The people I sat with were all interesting, each with their own doubts and concerns being parachuted into alien territory. One thing that I lost over the two weeks was ability to live a normal life. I felt controlled whilst in the court house and lethargic and prone to inertia outside of it and completely unable to focus on my life and tasks of a daily nature. Quite a few of us felt that way.

On the plus side this week I went to Aldeburgh with my wife to a Private View of Bill Jackson’s new exhibition. It was an eye-opener and I met up with Eamonn McCabe and Peter Smith a fellow RPS Contemporary Group photographer. David Baldry showed and gave me a good lead for a local printer and binder. I have a meeting organised for Monday. It will be interesting to see how a Kodak digital printer works with my Kodak images. Fish and chips on the sea wall in the dark was good. We normally do that in daylight.

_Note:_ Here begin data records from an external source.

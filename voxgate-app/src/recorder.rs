//! Writes finished utterances to disk as 16-bit mono WAV files and keeps the
//! directory bounded.

use std::fs;
use std::path::{Path, PathBuf};

use anyhow::Context;
use chrono::Utc;
use tracing::{debug, warn};
use voxgate_core::SpeechSegment;

const PREFIX: &str = "utt_";
const EXTENSION: &str = "wav";

pub struct Recorder {
    dir: PathBuf,
    max_recordings: usize,
    seq: u64,
}

impl Recorder {
    pub fn new(dir: impl Into<PathBuf>, max_recordings: usize) -> anyhow::Result<Self> {
        let dir = dir.into();
        fs::create_dir_all(&dir)
            .with_context(|| format!("creating recordings directory {}", dir.display()))?;
        Ok(Self {
            dir,
            max_recordings: max_recordings.max(1),
            seq: 0,
        })
    }

    pub fn dir(&self) -> &Path {
        &self.dir
    }

    /// Write `segment` as `utt_<UTC timestamp>_<seq>.wav`, then prune.
    pub fn save(&mut self, segment: &SpeechSegment) -> anyhow::Result<PathBuf> {
        let name = format!(
            "{PREFIX}{}_{:04}.{EXTENSION}",
            Utc::now().format("%Y%m%dT%H%M%S%.3fZ"),
            self.seq
        );
        self.seq += 1;
        let path = self.dir.join(name);

        let spec = hound::WavSpec {
            channels: 1,
            sample_rate: segment.sample_rate,
            bits_per_sample: 16,
            sample_format: hound::SampleFormat::Int,
        };
        let mut writer = hound::WavWriter::create(&path, spec)
            .with_context(|| format!("creating {}", path.display()))?;
        for &sample in &segment.audio {
            writer.write_sample(sample)?;
        }
        writer.finalize()?;
        debug!(path = %path.display(), samples = segment.audio.len(), "utterance written");

        let removed = self.prune()?;
        if removed > 0 {
            debug!(removed, "pruned old recordings");
        }
        Ok(path)
    }

    /// Delete the oldest recordings beyond `max_recordings`. Returns how many
    /// files were removed.
    pub fn prune(&self) -> anyhow::Result<usize> {
        let mut recordings: Vec<PathBuf> = fs::read_dir(&self.dir)
            .with_context(|| format!("listing {}", self.dir.display()))?
            .filter_map(|entry| entry.ok().map(|e| e.path()))
            .filter(|path| is_recording(path))
            .collect();
        if recordings.len() <= self.max_recordings {
            return Ok(0);
        }
        // Names start with a UTC timestamp, so lexical order is age order.
        recordings.sort();
        let excess = recordings.len() - self.max_recordings;
        let mut removed = 0;
        for path in recordings.into_iter().take(excess) {
            match fs::remove_file(&path) {
                Ok(()) => removed += 1,
                Err(e) => warn!(path = %path.display(), "could not delete old recording: {e}"),
            }
        }
        Ok(removed)
    }
}

fn is_recording(path: &Path) -> bool {
    let named = path
        .file_name()
        .and_then(|n| n.to_str())
        .is_some_and(|n| n.starts_with(PREFIX));
    named && path.extension().is_some_and(|ext| ext == EXTENSION)
}

#[cfg(test)]
mod tests {
    use super::*;

    use std::time::Duration;
    use voxgate_core::EndReason;

    fn scratch(name: &str) -> PathBuf {
        let dir = std::env::temp_dir().join(format!(
            "voxgate-recorder-{name}-{}",
            std::process::id()
        ));
        let _ = fs::remove_dir_all(&dir);
        dir
    }

    fn segment(samples: Vec<i16>) -> SpeechSegment {
        SpeechSegment {
            audio: samples,
            sample_rate: 16_000,
            started_at: Duration::from_secs(1),
            duration: Duration::from_millis(500),
            reason: EndReason::Silence,
        }
    }

    #[test]
    fn writes_readable_mono_wav() {
        let dir = scratch("write");
        let mut recorder = Recorder::new(&dir, 5).unwrap();
        let audio: Vec<i16> = (0..800).map(|i| (i * 7 - 2800) as i16).collect();

        let path = recorder.save(&segment(audio.clone())).unwrap();
        let name = path.file_name().unwrap().to_str().unwrap();
        assert!(name.starts_with("utt_") && name.ends_with("_0000.wav"), "{name}");

        let mut reader = hound::WavReader::open(&path).unwrap();
        assert_eq!(reader.spec().channels, 1);
        assert_eq!(reader.spec().sample_rate, 16_000);
        assert_eq!(reader.spec().bits_per_sample, 16);
        let read: Vec<i16> = reader.samples::<i16>().map(|s| s.unwrap()).collect();
        assert_eq!(read, audio);
        let _ = fs::remove_dir_all(&dir);
    }

    #[test]
    fn keeps_only_newest_recordings() {
        let dir = scratch("prune");
        let mut recorder = Recorder::new(&dir, 3).unwrap();
        let mut written = Vec::new();
        for _ in 0..5 {
            written.push(recorder.save(&segment(vec![0; 16])).unwrap());
            std::thread::sleep(Duration::from_millis(2));
        }

        let mut left: Vec<PathBuf> = fs::read_dir(&dir)
            .unwrap()
            .map(|e| e.unwrap().path())
            .collect();
        left.sort();
        assert_eq!(left, written[2..].to_vec());
        let _ = fs::remove_dir_all(&dir);
    }

    #[test]
    fn prune_ignores_unrelated_files() {
        let dir = scratch("foreign");
        let recorder = Recorder::new(&dir, 1).unwrap();
        fs::write(dir.join("notes.txt"), "keep").unwrap();
        fs::write(dir.join("utt_a.wav"), "").unwrap();
        fs::write(dir.join("utt_b.wav"), "").unwrap();

        assert_eq!(recorder.prune().unwrap(), 1);
        assert!(dir.join("notes.txt").exists());
        assert!(dir.join("utt_b.wav").exists());
        let _ = fs::remove_dir_all(&dir);
    }
}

Today would have been ideal large format conditions but this morning was tad dreary and I made the mistake of starting on a re-silicone job in the bathroom. These jobs always take longer than they look but at least I won’t be mopping up leaks every morning.

The postman knocked twice today. He had my Taylor Wessing 2014 exhibition catalogue. It is a limited edition copy of a run of 400 so I feel lucky having received one. I ordered a copy when I submitted my (now rejected) entries but there is a huge section by Eamonn McCabe in it telling stories of making portraits he has told me of previously at UCS. Of all our visiting lecturers, Eamonn always told it as it is. I value that and his portraits are very good but I enjoy the stories that go with them. I suppose that was one jury, TW14, that threw my case out of court just as we chucked two out this week. I’ll be thinking twice before entering again. It was interesting to read Bettina von Zwehl’d comments as a judge. She was turned off by celebrity portraits. The final list is not without any. Pity my portrait of Maggi Hambling did not get through but now I have at least one juror’s thinking. I enjoyed taking Bettina’s portrait albeit an unplanned one when she visited UCS as a guest lecturer.

I feel un-fettered now I have completed my tour as a juror. Onwards and upwards.